» TASK DETAILS: Your answer should be every line with the word "filename", copied from the data below.

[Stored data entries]

####################

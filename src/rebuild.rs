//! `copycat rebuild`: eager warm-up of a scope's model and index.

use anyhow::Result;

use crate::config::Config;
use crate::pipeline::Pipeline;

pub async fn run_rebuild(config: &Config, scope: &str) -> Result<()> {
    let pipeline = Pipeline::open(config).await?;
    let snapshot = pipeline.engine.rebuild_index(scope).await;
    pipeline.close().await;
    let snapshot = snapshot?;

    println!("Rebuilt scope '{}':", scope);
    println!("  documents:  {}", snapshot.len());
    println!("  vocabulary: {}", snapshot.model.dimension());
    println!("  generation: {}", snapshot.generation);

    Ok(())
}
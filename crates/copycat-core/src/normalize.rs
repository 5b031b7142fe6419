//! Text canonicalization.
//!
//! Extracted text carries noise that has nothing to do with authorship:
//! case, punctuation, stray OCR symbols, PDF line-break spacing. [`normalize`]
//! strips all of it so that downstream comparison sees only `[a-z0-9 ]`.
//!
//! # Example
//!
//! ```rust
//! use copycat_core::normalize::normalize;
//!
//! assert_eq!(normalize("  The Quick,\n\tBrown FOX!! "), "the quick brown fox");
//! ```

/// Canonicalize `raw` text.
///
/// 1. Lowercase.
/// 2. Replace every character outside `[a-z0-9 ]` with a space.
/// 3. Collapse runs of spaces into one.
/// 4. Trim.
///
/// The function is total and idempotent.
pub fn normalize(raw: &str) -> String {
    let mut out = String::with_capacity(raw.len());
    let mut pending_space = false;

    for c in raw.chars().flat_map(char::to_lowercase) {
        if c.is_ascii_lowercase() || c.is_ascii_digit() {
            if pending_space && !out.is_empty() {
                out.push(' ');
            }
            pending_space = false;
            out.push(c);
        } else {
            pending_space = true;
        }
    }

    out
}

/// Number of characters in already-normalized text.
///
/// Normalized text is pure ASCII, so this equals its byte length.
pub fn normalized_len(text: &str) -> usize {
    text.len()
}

####################

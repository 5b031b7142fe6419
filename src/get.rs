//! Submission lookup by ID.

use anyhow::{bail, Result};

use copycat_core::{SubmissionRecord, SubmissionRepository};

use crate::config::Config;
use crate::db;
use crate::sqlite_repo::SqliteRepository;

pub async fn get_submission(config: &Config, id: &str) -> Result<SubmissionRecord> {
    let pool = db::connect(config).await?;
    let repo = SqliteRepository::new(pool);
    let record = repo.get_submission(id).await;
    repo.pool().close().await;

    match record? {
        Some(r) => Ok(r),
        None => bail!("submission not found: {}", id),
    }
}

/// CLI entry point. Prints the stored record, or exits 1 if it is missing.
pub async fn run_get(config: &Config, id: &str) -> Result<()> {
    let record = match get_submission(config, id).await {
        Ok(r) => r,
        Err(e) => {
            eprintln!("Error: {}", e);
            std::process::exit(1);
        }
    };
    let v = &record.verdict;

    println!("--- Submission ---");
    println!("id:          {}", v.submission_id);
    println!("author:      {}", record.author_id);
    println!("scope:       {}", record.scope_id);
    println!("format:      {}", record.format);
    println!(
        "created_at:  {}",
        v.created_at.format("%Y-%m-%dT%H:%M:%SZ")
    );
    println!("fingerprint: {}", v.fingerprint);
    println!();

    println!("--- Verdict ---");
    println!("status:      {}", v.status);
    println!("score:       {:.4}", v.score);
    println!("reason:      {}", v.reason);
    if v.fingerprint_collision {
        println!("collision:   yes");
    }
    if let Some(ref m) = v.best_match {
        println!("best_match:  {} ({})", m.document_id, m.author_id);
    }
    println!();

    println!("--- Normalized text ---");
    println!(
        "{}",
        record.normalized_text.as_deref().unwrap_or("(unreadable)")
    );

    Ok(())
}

####################

» OUTPUT FOR THIS EXERCISE:
filename src/rebuild.rs
filename crates/copycat-core/src/normalize.rs
filename src/get.rs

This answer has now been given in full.